After a series of false starts, and despite a lot of cynicism in some quarters, the FIFA Club World Cup kicked off in it's current form ten years ago this week in Japan.
The tournament that year was made up of six teams, one from each of the FIFA confederations that hold champions cup tournaments. The participants included the champions of Africa (Egypt's Al-Ahly), Asia (Saudi Arabia's Al-Ittihad), North, Central America and the Caribbean (Costa Rica's Saprissa), Oceania (Sydney FC), Europe (Liverpool), and South America (Brazil's São Paulo).

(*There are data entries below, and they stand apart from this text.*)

//! Summary card and issue list

use ratatui::{
    layout::Rect,
    style::{Color, Modifier, Style},
    text::{Line, Span},
    widgets::{Block, Borders, Paragraph, Wrap},
    Frame,
};

use crate::document::{Document, ElementRef, Marker, Styling, Tone};
use crate::tui::app::App;

fn tone_style(styling: Option<Styling>) -> Style {
    let Some(styling) = styling else {
        return Style::default().fg(Color::White);
    };
    let color = match styling.tone {
        Tone::Success => Color::Green,
        Tone::Warning => Color::Yellow,
        Tone::Danger => Color::Red,
    };
    let style = Style::default().fg(color);
    if styling.bold {
        style.add_modifier(Modifier::BOLD)
    } else {
        style
    }
}

fn summary_line(document: &Document, target: Option<ElementRef>) -> Option<Line<'static>> {
    let element = document.get(target?);
    Some(Line::from(vec![
        Span::styled(
            format!(" {:<15}", element.label),
            Style::default().fg(Color::Cyan),
        ),
        Span::styled(element.value.clone(), tone_style(element.styling)),
    ]))
}

/// Render the summary card
pub fn render(frame: &mut Frame, app: &App, area: Rect) {
    let document = app.controller.document();
    let Some(binding) = app.controller.schema().summary() else {
        return;
    };
    let card = document.get(binding.card);

    let border = if card.has_marker(Marker::FadeIn) && !card.hidden {
        Style::default().fg(Color::Green)
    } else {
        Style::default().fg(Color::DarkGray)
    };
    let block = Block::default()
        .title(format!(" {} ", card.label))
        .borders(Borders::ALL)
        .border_style(border);

    let lines: Vec<Line> = if card.hidden {
        vec![Line::from(Span::styled(
            " Enter your income or an expense to see a summary",
            Style::default().fg(Color::DarkGray),
        ))]
    } else {
        [binding.income, binding.expenses, binding.balance, binding.ratio]
            .into_iter()
            .filter_map(|target| summary_line(document, target))
            .collect()
    };

    frame.render_widget(
        Paragraph::new(lines).block(block).wrap(Wrap { trim: false }),
        area,
    );
}

/// Render the issues from the last blocked submission
pub fn render_issues(frame: &mut Frame, app: &App, area: Rect) {
    let block = Block::default()
        .title(" Issues ")
        .borders(Borders::ALL)
        .border_style(Style::default().fg(if app.issues.is_empty() {
            Color::DarkGray
        } else {
            Color::Red
        }));

    let lines: Vec<Line> = app
        .issues
        .iter()
        .map(|message| {
            Line::from(Span::styled(
                format!(" • {}", message),
                Style::default().fg(Color::Red),
            ))
        })
        .collect();

    frame.render_widget(
        Paragraph::new(lines).block(block).wrap(Wrap { trim: true }),
        area,
    );
}
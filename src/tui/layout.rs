//! Layout definitions for the TUI
//!
//! Form on the left, summary and issues on the right, status bar at the
//! bottom.

use ratatui::layout::{Constraint, Direction, Layout, Rect};

/// Layout regions for the TUI
pub struct AppLayout {
    /// Title line
    pub header: Rect,
    /// Form fields
    pub form: Rect,
    /// Summary card
    pub summary: Rect,
    /// Validation issues from the last submission attempt
    pub issues: Rect,
    /// Status bar at the bottom
    pub status_bar: Rect,
}

impl AppLayout {
    /// Calculate layout from available area
    pub fn new(area: Rect) -> Self {
        let vertical = Layout::default()
            .direction(Direction::Vertical)
            .constraints([
                Constraint::Length(3), // Header
                Constraint::Min(10),   // Body
                Constraint::Length(1), // Status bar
            ])
            .split(area);

        let horizontal = Layout::default()
            .direction(Direction::Horizontal)
            .constraints([Constraint::Percentage(60), Constraint::Percentage(40)])
            .split(vertical[1]);

        let side = Layout::default()
            .direction(Direction::Vertical)
            .constraints([
                Constraint::Length(8), // Summary
                Constraint::Min(3),    // Issues
            ])
            .split(horizontal[1]);

        Self {
            header: vertical[0],
            form: horizontal[0],
            summary: side[0],
            issues: side[1],
            status_bar: vertical[2],
        }
    }
}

With the previous incarnation of the tournament, that took place in Brazil in 2000, being a bit of a convoluted mess that was stretched out over a group stage and knockout rounds, the feeling was that FIFA simply had to get it right this time around.
The tournament in 2000, which featured two teams from Europe (Real Madrid and Manchester United) and two South American teams (Corinthians and Vasco da Gama) to go along with qualifiers from the other confederations, necessitated an excessive number of matches packed into an already busy football calendar and this had the European sides in particular balking at future events like this.
Manchester United, in particular, were unhappy with the conditions of the tournament as they felt railroaded into it by an English Football Association that was trying desperately to land the 2006 World Cup.
United, rather controversially, dropped out of the English FA Cup as a result of their participation in FIFA's event.
It was the first time in the history of the famous old event that a cup holder failed to enter into the tournament to defend their trophy.
To avoid these issues, FIFA organized the revamped Club World Cup so that the four "weaker" federations would enter the tournament in the Quarter-Final Stage with the winners moving on and the losers playing in a fifth place decider.
The Quarter-Final winners would then play the champions of Europe and South America in the Semi-Finals, with the winners moving on and the losers playing in a third place match.
So while club's from the smaller federations could potentially play three tournament matches, the giants of Europe and South America would only ever have to play twice.
Al-Ittihad won the first match of the tournament 1-0 over Egypt's Al-Ahly to earn themselves a Semi-Final match up with São Paulo, while Saprissa edged out Sydney FC by a score of 1-0 as well.
Sydney went home with a consolation 2-1 win over Al-Ahly in the fifth place match.
In the Semi-Finals, as expected, Liverpool romped past Saprissa 3-0, but São Paulo were taken to the wire by a determined Al-Ittihad side and only prevailed 3-2 to make it to the final.
The final, between Champions League holder's Liverpool FC and São Paulo finished 1-0 to the Brazilians, with the only goal scored by defensive midfielder Mineiro.